The selection of the number of experts depends on aspects such as ease of access to them or the possibility of knowing enough experts on the subject matter of the research (39). Finding mental health experts trained in the assessment of people seeking MBS in Spain was complex as there is no formal/recognized area of specialization in this field. Therefore, a multidisciplinary group of experts was selected that included mental health professionals who had experience or regularly performed this task, endocrinologists with expertise in nutrition, and surgeons specialized in metabolic surgery. Only sections 1 to 4 (psychiatric assessment and history, including personal psychiatric and substance use history) were exclusively assessed by mental health professionals.
The difficulty in finding mental health experts in the field of metabolic surgery, on the other hand, highlights the need for training and also the need for a semi-structured interview that can help mental health professionals to understand which aspects are relevant during this type of interview, facilitating a greater identification and standardization of criteria.
In the qualitative assessment (Table IV), most of the comments offered were in relation to the lowest-rated sections, those relating to the psychopathological examination and general clinical history taking (Section 4), which is generally carried out in the initial assessment. This section is less detailed in the original English version of the BIBS as it is expected that the mental health clinician has training in administering a general mental health evaluation, and therefore it is left to the expertise of the assessing professional. They were also rated lowest by the experts both in terms of clarity of wording and cultural adaptation. Almost all comments offered in the qualitative assessment in Section 9, referring to daily eating patterns, were reviewed and introduced in the definitive translated version.
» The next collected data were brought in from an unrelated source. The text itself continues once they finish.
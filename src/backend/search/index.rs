/**
 * Full-Text Index
 *
 * A tantivy index over the string properties of a `SearchSchema`. Every
 * property is a `TEXT` field run through tantivy's default analyzer; the
 * JSON document rides along in a stored `_source` field and the id in a raw
 * `_id` field so it can be deleted by term.
 *
 * A query token matches whole terms (BM25 scored) and every term it is a
 * prefix of (constant score), so full-word hits outrank prefix-only ones.
 * Writes are committed immediately and the reader is reloaded by hand.
 */

use std::path::Path;
use std::time::Instant;

use serde::{Deserialize, Serialize};
use serde_json::{Map, Value};
use tantivy::collector::{Count, TopDocs};
use tantivy::query::{AllQuery, BooleanQuery, FuzzyTermQuery, Occur, Query, TermQuery};
use tantivy::schema::{Field, IndexRecordOption, Schema, Value as _, STORED, STRING, TEXT};
use tantivy::tokenizer::TokenStream;
use tantivy::{Index, IndexReader, IndexWriter, ReloadPolicy, TantivyDocument, Term};

use crate::backend::search::SearchError;
use crate::backend::store::document::new_id;

pub const DEFAULT_LIMIT: usize = 10;

const ID_FIELD: &str = "_id";
const SOURCE_FIELD: &str = "_source";
const WRITER_HEAP_BYTES: usize = 20_000_000;

/// Indexed properties of one search key
#[derive(Debug, Clone, PartialEq, Eq, Serialize, Deserialize)]
pub struct SearchSchema {
    pub key: String,
    pub properties: Vec<String>,
}

impl SearchSchema {
    pub fn new<I, S>(key: impl Into<String>, properties: I) -> Self
    where
        I: IntoIterator<Item = S>,
        S: Into<String>,
    {
        Self {
            key: key.into(),
            properties: properties.into_iter().map(Into::into).collect(),
        }
    }

    fn tantivy_schema(&self) -> Schema {
        let mut builder = Schema::builder();
        builder.add_text_field(ID_FIELD, STRING | STORED);
        builder.add_text_field(SOURCE_FIELD, STORED);
        for property in &self.properties {
            builder.add_text_field(property, TEXT);
        }
        builder.build()
    }
}

#[derive(Debug, Clone, Default, Deserialize)]
pub struct SearchParams {
    #[serde(default)]
    pub term: String,
    /// Properties to match; all schema properties when absent
    #[serde(default)]
    pub properties: Option<Vec<String>>,
    #[serde(default)]
    pub limit: Option<usize>,
    #[serde(default)]
    pub offset: Option<usize>,
}

impl SearchParams {
    pub fn term(term: impl Into<String>) -> Self {
        Self {
            term: term.into(),
            ..Self::default()
        }
    }
}

#[derive(Debug, Clone, PartialEq, Serialize)]
pub struct Hit {
    pub id: String,
    pub score: f64,
    pub document: Value,
}

#[derive(Debug, Clone, PartialEq, Serialize)]
#[serde(rename_all = "camelCase")]
pub struct SearchResults {
    /// Total matches before `offset`/`limit`
    pub count: usize,
    pub hits: Vec<Hit>,
    pub elapsed_micros: u128,
}

pub struct SearchIndex {
    schema: SearchSchema,
    index: Index,
    reader: IndexReader,
    writer: IndexWriter,
    f_id: Field,
    f_source: Field,
    fields: Vec<(String, Field)>,
}

impl std::fmt::Debug for SearchIndex {
    fn fmt(&self, f: &mut std::fmt::Formatter<'_>) -> std::fmt::Result {
        f.debug_struct("SearchIndex")
            .field("schema", &self.schema)
            .field("docs", &self.len())
            .finish()
    }
}

impl SearchIndex {
    /// Index kept in memory only
    pub fn new(schema: SearchSchema) -> Result<Self, SearchError> {
        let index = Index::create_in_ram(schema.tantivy_schema());
        Self::from_index(index, schema)
    }

    /// Fresh index in `dir`; whatever was there is wiped
    pub fn create(dir: impl AsRef<Path>, schema: SearchSchema) -> Result<Self, SearchError> {
        let dir = dir.as_ref();
        if dir.exists() {
            std::fs::remove_dir_all(dir)?;
        }
        std::fs::create_dir_all(dir)?;
        let index = Index::create_in_dir(dir, schema.tantivy_schema())?;
        Self::from_index(index, schema)
    }

    /// Open the index in `dir`; the key is the directory name
    pub fn open(dir: impl AsRef<Path>) -> Result<Self, SearchError> {
        let dir = dir.as_ref();
        let key = dir
            .file_name()
            .map(|name| name.to_string_lossy().into_owned())
            .ok_or_else(|| SearchError::UnknownIndex(dir.display().to_string()))?;
        let index = Index::open_in_dir(dir)?;
        let properties: Vec<String> = index
            .schema()
            .fields()
            .map(|(_, entry)| entry.name().to_string())
            .filter(|name| name != ID_FIELD && name != SOURCE_FIELD)
            .collect();
        Self::from_index(index, SearchSchema::new(key, properties))
    }

    fn from_index(index: Index, schema: SearchSchema) -> Result<Self, SearchError> {
        let tantivy_schema = index.schema();
        let f_id = tantivy_schema.get_field(ID_FIELD)?;
        let f_source = tantivy_schema.get_field(SOURCE_FIELD)?;
        let fields = schema
            .properties
            .iter()
            .map(|p| -> Result<(String, Field), SearchError> {
                Ok((p.clone(), tantivy_schema.get_field(p)?))
            })
            .collect::<Result<Vec<_>, _>>()?;

        let reader = index
            .reader_builder()
            .reload_policy(ReloadPolicy::Manual)
            .try_into()?;
        let writer = index.writer_with_num_threads(1, WRITER_HEAP_BYTES)?;

        Ok(Self {
            schema,
            index,
            reader,
            writer,
            f_id,
            f_source,
            fields,
        })
    }

    pub fn schema(&self) -> &SearchSchema {
        &self.schema
    }

    pub fn len(&self) -> usize {
        self.reader.searcher().num_docs() as usize
    }

    pub fn is_empty(&self) -> bool {
        self.len() == 0
    }

    pub fn contains(&self, id: &str) -> Result<bool, SearchError> {
        let query = TermQuery::new(Term::from_field_text(self.f_id, id), IndexRecordOption::Basic);
        Ok(self.reader.searcher().search(&query, &Count)? > 0)
    }

    /// Commit pending writes and make them visible to searches
    pub fn commit(&mut self) -> Result<(), SearchError> {
        self.writer.commit()?;
        self.reader.reload()?;
        Ok(())
    }

    /// Index a document; its `id` is used when present, otherwise one is made
    pub fn insert(&mut self, value: Value) -> Result<String, SearchError> {
        let Value::Object(mut document) = value else {
            return Err(SearchError::InvalidDocument("expected a JSON object".to_string()));
        };

        let id = match document.get("id") {
            Some(Value::String(id)) if !id.is_empty() => id.clone(),
            Some(Value::Number(n)) => n.to_string(),
            None | Some(Value::Null) => new_id(),
            Some(other) => {
                return Err(SearchError::InvalidDocument(format!("invalid id {}", other)));
            }
        };
        if self.contains(&id)? {
            return Err(SearchError::DuplicateId(id));
        }
        document.insert("id".to_string(), Value::String(id.clone()));

        let mut doc = TantivyDocument::new();
        doc.add_text(self.f_id, &id);
        for (property, field) in &self.fields {
            match document.get(property) {
                None | Some(Value::Null) => {}
                Some(Value::String(text)) => doc.add_text(*field, text),
                Some(other) => {
                    return Err(SearchError::InvalidDocument(format!(
                        "property `{}` must be a string, got {}",
                        property, other
                    )));
                }
            }
        }
        doc.add_text(self.f_source, serde_json::to_string(&document)?);

        self.writer.add_document(doc)?;
        self.commit()?;
        Ok(id)
    }

    pub fn remove(&mut self, id: &str) -> Result<bool, SearchError> {
        if !self.contains(id)? {
            return Ok(false);
        }
        self.writer.delete_term(Term::from_field_text(self.f_id, id));
        self.commit()?;
        Ok(true)
    }

    pub fn search(&self, params: &SearchParams) -> Result<SearchResults, SearchError> {
        let started = Instant::now();
        let fields = match &params.properties {
            Some(properties) => properties
                .iter()
                .map(|p| {
                    self.fields
                        .iter()
                        .find(|(name, _)| name == p)
                        .map(|(_, field)| *field)
                        .ok_or_else(|| SearchError::UnknownProperty(p.clone()))
                })
                .collect::<Result<Vec<_>, _>>()?,
            None => self.fields.iter().map(|(_, field)| *field).collect(),
        };

        let mut clauses: Vec<(Occur, Box<dyn Query>)> = Vec::new();
        for field in fields {
            for token in self.tokens(field, &params.term)? {
                let term = Term::from_field_text(field, &token);
                clauses.push((
                    Occur::Should,
                    Box::new(TermQuery::new(term.clone(), IndexRecordOption::WithFreqs)),
                ));
                clauses.push((Occur::Should, Box::new(FuzzyTermQuery::new_prefix(term, 0, true))));
            }
        }
        let match_all = params.term.trim().is_empty();
        let query: Box<dyn Query> = if match_all {
            Box::new(AllQuery)
        } else {
            Box::new(BooleanQuery::new(clauses))
        };

        let searcher = self.reader.searcher();
        let everything = TopDocs::with_limit((searcher.num_docs() as usize).max(1));
        let mut scored = Vec::new();
        for (score, address) in searcher.search(&*query, &everything)? {
            let doc: TantivyDocument = searcher.doc(address)?;
            let id = doc
                .get_first(self.f_id)
                .and_then(|v| v.as_str())
                .unwrap_or_default()
                .to_string();
            let document = match doc.get_first(self.f_source).and_then(|v| v.as_str()) {
                Some(raw) => serde_json::from_str(raw)?,
                None => Value::Object(Map::new()),
            };
            let score = if match_all { 0.0 } else { f64::from(score) };
            scored.push(Hit { id, score, document });
        }
        scored.sort_by(|a, b| b.score.total_cmp(&a.score).then_with(|| a.id.cmp(&b.id)));

        let count = scored.len();
        let hits = scored
            .into_iter()
            .skip(params.offset.unwrap_or(0))
            .take(params.limit.unwrap_or(DEFAULT_LIMIT))
            .collect();

        Ok(SearchResults {
            count,
            hits,
            elapsed_micros: started.elapsed().as_micros(),
        })
    }

    /// Run `text` through the analyzer the field was indexed with
    fn tokens(&self, field: Field, text: &str) -> Result<Vec<String>, SearchError> {
        let mut analyzer = self.index.tokenizer_for_field(field)?;
        let mut stream = analyzer.token_stream(text);
        let mut tokens = Vec::new();
        stream.process(&mut |token| tokens.push(token.text.clone()));
        Ok(tokens)
    }
}

#[cfg(test)]
mod tests {
    use super::*;
    use serde_json::json;

    fn index() -> SearchIndex {
        let mut index = SearchIndex::new(SearchSchema::new("users", ["name", "bio"])).unwrap();
        index
            .insert(json!({"id": "1", "name": "Alice Smith", "bio": "rust developer"}))
            .unwrap();
        index
            .insert(json!({"id": "2", "name": "Bob Stone", "bio": "loves rustic furniture and rust"}))
            .unwrap();
        index
            .insert(json!({"id": "3", "name": "Carol", "bio": "go developer"}))
            .unwrap();
        index
    }

    #[test]
    fn test_prefix_match() {
        let results = index().search(&SearchParams::term("rus")).unwrap();
        assert_eq!(results.count, 2);
        let ids: Vec<_> = results.hits.iter().map(|h| h.id.as_str()).collect();
        assert!(ids.contains(&"1") && ids.contains(&"2"));
        assert!(results.hits.iter().all(|h| h.score > 0.0));
    }

    #[test]
    fn test_whole_word_outranks_prefix() {
        let results = index().search(&SearchParams::term("car")).unwrap();
        assert_eq!(results.count, 1);

        let results = index().search(&SearchParams::term("stone sm")).unwrap();
        assert_eq!(results.count, 2);
        assert_eq!(results.hits[0].id, "2");
        assert!(results.hits[0].score > results.hits[1].score);
    }

    #[test]
    fn test_case_insensitive_and_document_returned() {
        let results = index().search(&SearchParams::term("ALICE")).unwrap();
        assert_eq!(results.count, 1);
        assert_eq!(results.hits[0].document["bio"], "rust developer");
        assert_eq!(results.hits[0].document["id"], "1");
    }

    #[test]
    fn test_empty_term_returns_everything() {
        let results = index().search(&SearchParams::default()).unwrap();
        assert_eq!(results.count, 3);
        assert!(results.hits.iter().all(|h| h.score == 0.0));
    }

    #[test]
    fn test_properties_restrict_match() {
        let params = SearchParams {
            term: "developer".into(),
            properties: Some(vec!["name".into()]),
            ..Default::default()
        };
        assert_eq!(index().search(&params).unwrap().count, 0);

        let params = SearchParams {
            term: "x".into(),
            properties: Some(vec!["email".into()]),
            ..Default::default()
        };
        assert!(matches!(index().search(&params), Err(SearchError::UnknownProperty(_))));
    }

    #[test]
    fn test_limit_and_offset() {
        let params = SearchParams {
            term: String::new(),
            limit: Some(1),
            offset: Some(1),
            ..Default::default()
        };
        let results = index().search(&params).unwrap();
        assert_eq!(results.count, 3);
        assert_eq!(results.hits.len(), 1);
        assert_eq!(results.hits[0].id, "2");
    }

    #[test]
    fn test_remove() {
        let mut index = index();
        assert!(index.remove("1").unwrap());
        assert!(!index.remove("1").unwrap());
        let results = index.search(&SearchParams::term("alice")).unwrap();
        assert_eq!(results.count, 0);
        assert_eq!(index.len(), 2);
    }

    #[test]
    fn test_insert_rejects_bad_documents() {
        let mut index = index();
        assert!(matches!(
            index.insert(json!({"id": "1", "name": "dup"})),
            Err(SearchError::DuplicateId(_))
        ));
        assert!(index.insert(json!({"name": 5})).is_err());
        assert!(index.insert(json!("text")).is_err());

        let id = index.insert(json!({"name": "Dave"})).unwrap();
        assert_eq!(id.len(), 32);
        assert!(index.contains(&id).unwrap());
    }

    #[test]
    fn test_open_recovers_schema_from_disk() {
        let dir = tempfile::tempdir().unwrap();
        let path = dir.path().join("users");
        {
            let mut index =
                SearchIndex::create(&path, SearchSchema::new("users", ["name", "bio"])).unwrap();
            index.insert(json!({"id": "1", "name": "Alice"})).unwrap();
        }

        let index = SearchIndex::open(&path).unwrap();
        assert_eq!(index.schema(), &SearchSchema::new("users", ["name", "bio"]));
        assert_eq!(index.len(), 1);
        assert!(SearchIndex::open(dir.path().join("missing")).is_err());
    }
}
The rest of the results obtained from the group of experts were favorable, with consensus among most experts, who were satisfied with the translation, confirming that the equivalence between the original meaning and the Spanish translation had been achieved. Moreover, it was well accepted by the majority of the 173 patients seeking MBS who were evaluated using the translated version of BIBS, thus proving its acceptability.
Although the interview translation was designed with the Spanish population in mind, no differences were found between the ratings of the interviews conducted with Latin Americans (p50, 10), nor were there any difficulties in their comprehension. However, given that the experts who were asked to evaluate this came from Spain, it would be advisable to test its fit in populations in which the evaluators are Latin Americans.
Despite its limitations, such as the difficulty in finding experts and the need to extend its validation to mental health professionals from Latin America, this study represents a significant advance in the psychosocial assessment of people seeking MBS, as it is the first work to propose the cultural adaptation and translation of BIBS into Spanish. To date, no other instruments in Spanish could guide a multidimensional assessment of people seeking MBS. It is also an aim of this study to propose a method for translating into other languages semi-structured interviews for which there is no gold standard.
In the future, it will be necessary to implement our knowledge of the factors that worsen post-surgical prognosis, and to develop instruments to identify patients at higher risk of unfavorable outcome after surgery, thus facilitating appropriate and efficient interventions. Future research could also adapt the BIBS to other Spanish-speaking populations.